Shawn had been running a $20 million Ponzi scheme and had turned himself into federal agents. All of their assets were seized and repossessed by the government. Shawn was headed to prison.
"When you find out that you've lost your entire life, I think it's incomprehensible until it happens to you," Andrea said. "It feels like you've been thrust into a big black hole that there is going to be no way out of."
If your world gets destroyed, build a new one -- and build it better. It might not be the same world, might not be as big a world, but you can still build a world and create a life that is just as good, if not better than the old one that you lost.
Andrea and the kids were left with nothing. Shawn was sentenced to 12 years behind bars.
Suddenly Colorado became a hostile place. Shawn's victims, neighbors and even friends directed anger at Andrea and the kids.
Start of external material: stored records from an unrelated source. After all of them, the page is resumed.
//! Lösungsmenge geometrischer Abfragen (Schnittpunkte, Tangenten-Mittelpunkte).

use super::math::MAX_DISTANCE;
use super::vector::Vector;

/// Ergebnis von `SolutionSet::closest`.
#[derive(Debug, Clone, Copy, PartialEq)]
pub struct ClosestSolution {
    /// Nächstgelegene gültige Lösung
    pub point: Vector,
    /// Euklidische Distanz zum Suchpunkt
    pub distance: f64,
    /// Index in der Lösungsmenge
    pub index: usize,
}

/// Geordnete Menge von Lösungskandidaten.
///
/// Die Reihenfolge ist die Einfüge-Reihenfolge des Solvers; eine
/// Sortierung nach Nähe findet nicht automatisch statt.
#[derive(Debug, Clone, Default, PartialEq)]
pub struct SolutionSet {
    items: Vec<Vector>,
    tangent: bool,
}

impl SolutionSet {
    /// Leere Lösungsmenge.
    pub fn new() -> Self {
        Self::default()
    }

    /// Leere Lösungsmenge mit reservierter Kapazität.
    pub fn with_capacity(capacity: usize) -> Self {
        Self {
            items: Vec::with_capacity(capacity),
            tangent: false,
        }
    }

    /// Lösungsmenge aus vorhandenen Vektoren.
    pub fn from_slice(items: &[Vector]) -> Self {
        Self {
            items: items.to_vec(),
            tangent: false,
        }
    }

    /// Setzt die Größe auf `n`; neue Plätze sind ungültig.
    pub fn alloc(&mut self, n: usize) {
        self.items.resize(n, Vector::invalid());
    }

    pub fn len(&self) -> usize {
        self.items.len()
    }

    pub fn is_empty(&self) -> bool {
        self.items.is_empty()
    }

    /// Element an Index `i`; ungültig außerhalb des Bereichs.
    pub fn get(&self, i: usize) -> Vector {
        self.items.get(i).copied().unwrap_or_default()
    }

    /// Setzt Element `i`. Wächst bei Bedarf; Zwischenplätze werden ungültig
    /// aufgefüllt.
    pub fn set(&mut self, i: usize, v: Vector) {
        if i >= self.items.len() {
            self.items.resize(i, Vector::invalid());
            self.items.push(v);
        } else {
            self.items[i] = v;
        }
    }

    pub fn push(&mut self, v: Vector) {
        self.items.push(v);
    }

    /// Entfernt das Element an Index `i` (no-op außerhalb des Bereichs).
    pub fn remove_at(&mut self, i: usize) {
        if i < self.items.len() {
            self.items.remove(i);
        }
    }

    /// Hängt alle Elemente einer anderen Menge an; das Tangenten-Flag wird geodert.
    pub fn append(&mut self, other: &SolutionSet) {
        self.items.extend_from_slice(&other.items);
        self.tangent |= other.tangent;
    }

    pub fn clear(&mut self) {
        self.items.clear();
        self.tangent = false;
    }

    /// `true` wenn mindestens eine Lösung gültig ist.
    pub fn has_valid(&self) -> bool {
        self.items.iter().any(|v| v.valid)
    }

    /// Mindestens eine Lösung ist eine Doppelwurzel (Berührung).
    pub fn is_tangent(&self) -> bool {
        self.tangent
    }

    pub fn set_tangent(&mut self, tangent: bool) {
        self.tangent = tangent;
    }

    /// Nächste gültige Lösung zu `coord` (quadrierter Vergleich).
    ///
    /// Bei Gleichstand gewinnt die zuerst eingefügte Lösung.
    pub fn closest(&self, coord: Vector) -> Option<ClosestSolution> {
        let mut best: Option<(usize, f64)> = None;
        for (i, v) in self.items.iter().enumerate() {
            if !v.valid {
                continue;
            }
            let d2 = coord.squared_to(*v);
            if best.is_none_or(|(_, min)| d2 < min) {
                best = Some((i, d2));
            }
        }
        best.map(|(index, d2)| ClosestSolution {
            point: self.items[index],
            distance: if d2 == MAX_DISTANCE { MAX_DISTANCE } else { d2.sqrt() },
            index,
        })
    }

    /// Nächste gültige Lösung als Vektor (ungültig wenn keine vorhanden).
    pub fn closest_point(&self, coord: Vector) -> Vector {
        self.closest(coord).map(|c| c.point).unwrap_or_default()
    }

    /// Kleinste Distanz zu `coord` unter den ersten `counts` Einträgen.
    pub fn closest_distance(&self, coord: Vector, counts: usize) -> f64 {
        let d2 = self
            .items
            .iter()
            .take(counts)
            .filter(|v| v.valid)
            .map(|v| coord.squared_to(*v))
            .fold(MAX_DISTANCE, f64::min);
        if d2 == MAX_DISTANCE {
            MAX_DISTANCE
        } else {
            d2.sqrt()
        }
    }

    /// Dreht alle gültigen Lösungen um `center`.
    pub fn rotate(&mut self, center: Vector, angle: f64) {
        let unit = Vector::unit_from_angle(angle);
        for v in self.items.iter_mut().filter(|v| v.valid) {
            *v = v.rotate_by_unit(center, unit);
        }
    }

    /// Verschiebt alle gültigen Lösungen.
    pub fn move_by(&mut self, offset: Vector) {
        for v in self.items.iter_mut().filter(|v| v.valid) {
            *v = v.move_by(offset);
        }
    }

    /// Skaliert alle gültigen Lösungen relativ zu `center`.
    pub fn scale(&mut self, center: Vector, factor: Vector) {
        for v in self.items.iter_mut().filter(|v| v.valid) {
            *v = v.scale(center, factor);
        }
    }

    /// Vertauscht x und y aller Lösungen.
    pub fn flip_xy(&mut self) {
        for v in self.items.iter_mut() {
            *v = v.flip_xy();
        }
    }

    pub fn iter(&self) -> impl Iterator<Item = &Vector> {
        self.items.iter()
    }

    pub fn as_slice(&self) -> &[Vector] {
        &self.items
    }
}

impl IntoIterator for SolutionSet {
    type Item = Vector;
    type IntoIter = std::vec::IntoIter<Vector>;

    fn into_iter(self) -> Self::IntoIter {
        self.items.into_iter()
    }
}

impl<'a> IntoIterator for &'a SolutionSet {
    type Item = &'a Vector;
    type IntoIter = std::slice::Iter<'a, Vector>;

    fn into_iter(self) -> Self::IntoIter {
        self.items.iter()
    }
}

impl FromIterator<Vector> for SolutionSet {
    fn from_iter<T: IntoIterator<Item = Vector>>(iter: T) -> Self {
        Self {
            items: iter.into_iter().collect(),
            tangent: false,
        }
    }
}

#[cfg(test)]
mod tests {
    use super::*;

    #[test]
    fn set_beyond_len_fills_with_invalid() {
        let mut set = SolutionSet::new();
        set.set(3, Vector::new(1.0, 2.0));
        assert_eq!(set.len(), 4);
        assert!(!set.get(0).valid);
        assert!(!set.get(2).valid);
        assert_eq!(set.get(3), Vector::new(1.0, 2.0));
        assert!(!set.get(10).valid);
        assert!(set.has_valid());
    }

    #[test]
    fn alloc_creates_invalid_slots() {
        let mut set = SolutionSet::new();
        set.alloc(2);
        assert_eq!(set.len(), 2);
        assert!(!set.has_valid());
    }

    #[test]
    fn closest_prefers_first_on_tie() {
        let set = SolutionSet::from_slice(&[
            Vector::invalid(),
            Vector::new(1.0, 0.0),
            Vector::new(-1.0, 0.0),
        ]);
        let hit = set.closest(Vector::ZERO).expect("Treffer erwartet");
        assert_eq!(hit.index, 1);
        assert_eq!(hit.distance, 1.0);
    }

    #[test]
    fn closest_on_empty_set_is_none() {
        let set = SolutionSet::from_slice(&[Vector::invalid()]);
        assert!(set.closest(Vector::ZERO).is_none());
        assert!(!set.closest_point(Vector::ZERO).valid);
    }

    #[test]
    fn transforms_skip_invalid_members() {
        let mut set = SolutionSet::from_slice(&[Vector::new(1.0, 0.0), Vector::invalid()]);
        set.move_by(Vector::new(1.0, 1.0));
        assert_eq!(set.get(0), Vector::new(2.0, 1.0));
        assert!(!set.get(1).valid);
    }
}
So when she found a job in Utah, they moved and started over.
"No matter what you've lost, you still have a lot left. You just have to look at what you're left with and use it to rebuild," she said.
The money is gone, but they say it doesn't matter.
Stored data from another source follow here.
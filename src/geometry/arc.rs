//! Kreisbogen: Abfragen und Konstruktionen (3 Punkte, Richtung+Radius,
//! Richtung+Winkel, Bulge).

use std::f64::consts::{FRAC_PI_2, PI, TAU};

use serde::{Deserialize, Serialize};

use super::circle::CircleData;
use crate::core::math::{angle_difference_abs, correct_angle, is_angle_between};
use crate::core::{Vector, TOLERANCE, TOLERANCE2, TOLERANCE_ANGLE};

/// Kreisbogen von `angle1` nach `angle2`; `reversed` = im Uhrzeigersinn.
#[derive(Debug, Clone, Copy, PartialEq, Serialize, Deserialize)]
pub struct ArcData {
    pub center: Vector,
    pub radius: f64,
    pub angle1: f64,
    pub angle2: f64,
    pub reversed: bool,
}

impl ArcData {
    pub fn new(center: Vector, radius: f64, angle1: f64, angle2: f64, reversed: bool) -> Self {
        Self {
            center,
            radius,
            angle1,
            angle2,
            reversed,
        }
    }

    // ── Konstruktionen ──────────────────────────────────────────

    /// Bogen durch drei Punkte (Start, Zwischenpunkt, Ende).
    pub fn from_3p(p1: Vector, p2: Vector, p3: Vector) -> Option<Self> {
        let circle = CircleData::from_3p(p1, p2, p3)?;
        let reversed = (p2 - p1).cross(p3 - p1) < 0.0;
        Some(Self {
            center: circle.center,
            radius: circle.radius,
            angle1: circle.center.angle_to(p1),
            angle2: circle.center.angle_to(p3),
            reversed,
        })
    }

    /// Bogen ab `start` mit Start-Tangentenrichtung `direction1` und Radius.
    ///
    /// Der Endwinkel zeigt auf `end`; der tatsächliche Endpunkt liegt auf dem
    /// Kreis und weicht im Allgemeinen von `end` ab.
    pub fn from_2p_direction_radius(
        start: Vector,
        end: Vector,
        direction1: f64,
        radius: f64,
    ) -> Option<Self> {
        if radius < TOLERANCE || start.squared_to(end) < TOLERANCE2 {
            return None;
        }
        let ortho = Vector::polar(radius, direction1 + FRAC_PI_2);
        let center1 = start + ortho;
        let center2 = start - ortho;
        let center = if center1.distance_to(end) < center2.distance_to(end) {
            center1
        } else {
            center2
        };
        let mut arc = Self {
            center,
            radius,
            angle1: center.angle_to(start),
            angle2: center.angle_to(end),
            reversed: false,
        };
        if angle_difference_abs(arc.direction1(), direction1) > 0.1 {
            arc.reversed = true;
        }
        Some(arc)
    }

    /// Bogen ab `start` mit Start-Tangentenrichtung und eingeschlossenem Winkel.
    ///
    /// Der Radius folgt aus Sehnenlänge `|end - start|` und Winkel; die Seite
    /// aus der Lage von `end` relativ zur Tangente.
    pub fn from_2p_direction_angle(
        start: Vector,
        end: Vector,
        direction1: f64,
        angle_length: f64,
    ) -> Option<Self> {
        if angle_length <= TOLERANCE_ANGLE || angle_length >= TAU - TOLERANCE_ANGLE {
            return None;
        }
        let chord = start.distance_to(end);
        if chord < TOLERANCE {
            return None;
        }
        let radius = chord / (2.0 * (angle_length / 2.0).sin());
        let tangent = Vector::unit_from_angle(direction1);
        let reversed = tangent.cross(end - start) < 0.0;
        let normal_angle = if reversed {
            direction1 - FRAC_PI_2
        } else {
            direction1 + FRAC_PI_2
        };
        let center = start + Vector::polar(radius, normal_angle);
        let angle1 = center.angle_to(start);
        let angle2 = if reversed {
            correct_angle(angle1 - angle_length)
        } else {
            correct_angle(angle1 + angle_length)
        };
        Some(Self {
            center,
            radius,
            angle1,
            angle2,
            reversed,
        })
    }

    /// Bogen aus Sehne und Bulge (`bulge = tan(θ/4)`, negativ = im Uhrzeigersinn).
    ///
    /// Scheitert bei Bulge ≈ 0 (gerades Segment) oder zusammenfallenden Punkten.
    pub fn from_2p_bulge(start: Vector, end: Vector, bulge: f64) -> Option<Self> {
        if bulge.abs() < TOLERANCE || start.squared_to(end) < TOLERANCE2 {
            return None;
        }
        let alpha = bulge.atan() * 4.0;
        let middle = (start + end) / 2.0;
        let half_chord = start.distance_to(end) / 2.0;
        let radius = (half_chord / (alpha / 2.0).sin()).abs();
        let mut h = (radius * radius - half_chord * half_chord).abs().sqrt();
        let mut angle = start.angle_to(end);
        if bulge > 0.0 {
            angle += FRAC_PI_2;
        } else {
            angle -= FRAC_PI_2;
        }
        if alpha.abs() > PI {
            h = -h;
        }
        let center = middle + Vector::polar(h, angle);
        Some(Self {
            center,
            radius,
            angle1: center.angle_to(start),
            angle2: center.angle_to(end),
            reversed: bulge < 0.0,
        })
    }

    // ── Abfragen ────────────────────────────────────────────────

    pub fn start_point(&self) -> Vector {
        self.center + Vector::polar(self.radius, self.angle1)
    }

    pub fn end_point(&self) -> Vector {
        self.center + Vector::polar(self.radius, self.angle2)
    }

    /// Eingeschlossener Winkel in `(0, 2π]`.
    pub fn angle_length(&self) -> f64 {
        let raw = if self.reversed {
            self.angle1 - self.angle2
        } else {
            self.angle2 - self.angle1
        };
        let len = correct_angle(raw);
        if len < TOLERANCE_ANGLE {
            TAU
        } else {
            len
        }
    }

    pub fn length(&self) -> f64 {
        self.angle_length() * self.radius
    }

    /// Bulge des Bogens (`tan(θ/4)`, negativ wenn im Uhrzeigersinn).
    pub fn bulge(&self) -> f64 {
        let b = (self.angle_length() / 4.0).tan();
        if self.reversed {
            -b
        } else {
            b
        }
    }

    /// Tangentenrichtung am Start (in Laufrichtung).
    pub fn direction1(&self) -> f64 {
        if self.reversed {
            correct_angle(self.angle1 - FRAC_PI_2)
        } else {
            correct_angle(self.angle1 + FRAC_PI_2)
        }
    }

    /// Tangentenrichtung am Ende (zurück in den Bogen).
    pub fn direction2(&self) -> f64 {
        if self.reversed {
            correct_angle(self.angle2 + FRAC_PI_2)
        } else {
            correct_angle(self.angle2 - FRAC_PI_2)
        }
    }

    pub fn contains_angle(&self, angle: f64) -> bool {
        is_angle_between(angle, self.angle1, self.angle2, self.reversed)
    }

    /// Winkel nach `t ∈ [0, 1]` des Bogens.
    fn angle_at(&self, t: f64) -> f64 {
        let sweep = self.angle_length() * t;
        if self.reversed {
            self.angle1 - sweep
        } else {
            self.angle1 + sweep
        }
    }

    pub fn middle_points(&self, divisions: usize) -> Vec<Vector> {
        let n = divisions.max(1);
        (1..=n)
            .map(|i| self.center + Vector::polar(self.radius, self.angle_at(i as f64 / (n + 1) as f64)))
            .collect()
    }

    pub fn nearest_point_on(&self, coord: Vector, on_entity: bool) -> Vector {
        let d = coord - self.center;
        if d.squared() < TOLERANCE2 {
            return self.start_point();
        }
        let angle = d.angle();
        if !on_entity || self.contains_angle(angle) {
            return self.center + Vector::polar(self.radius, angle);
        }
        let (s, e) = (self.start_point(), self.end_point());
        if coord.squared_to(s) <= coord.squared_to(e) {
            s
        } else {
            e
        }
    }

    /// Punkt mit Bogenlänge `distance` vom `coord` näheren Endpunkt.
    pub fn nearest_dist(&self, distance: f64, coord: Vector) -> Vector {
        if self.radius < TOLERANCE || distance > self.length() {
            return Vector::invalid();
        }
        let sweep = distance / self.radius;
        let from_start = coord.squared_to(self.start_point()) <= coord.squared_to(self.end_point());
        // Vom Start aus in Laufrichtung, vom Ende aus dagegen
        let forward = from_start != self.reversed;
        let base = if from_start { self.angle1 } else { self.angle2 };
        let angle = if forward { base + sweep } else { base - sweep };
        self.center + Vector::polar(self.radius, angle)
    }
}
"It doesn't cost any money to be happy," Andrea said.
The children are amazingly resilient. All four kids are excelling at school.
"Hardships come and you just need to move on, cause life goes on," said 11-year-old Matt.
Andy, the oldest, just graduated from high school after being named his school's most inspirational athlete.
"Our world fell apart. We got through that, so I know I can get through anything else that life throws at me," he said.
It's an unexpected life, but it's still a good one.
"If your world gets destroyed, build a new one -- and build it better," Andrea said. "It might not be the same world, might not be as big a world, but you can still build a world and create a life that is just as good, if not better than the old one that you lost."
Andrea divorced Shawn. She has no contact with him, though the children get periodic phone calls and letters.
All say they've forgiven their father and have moved on.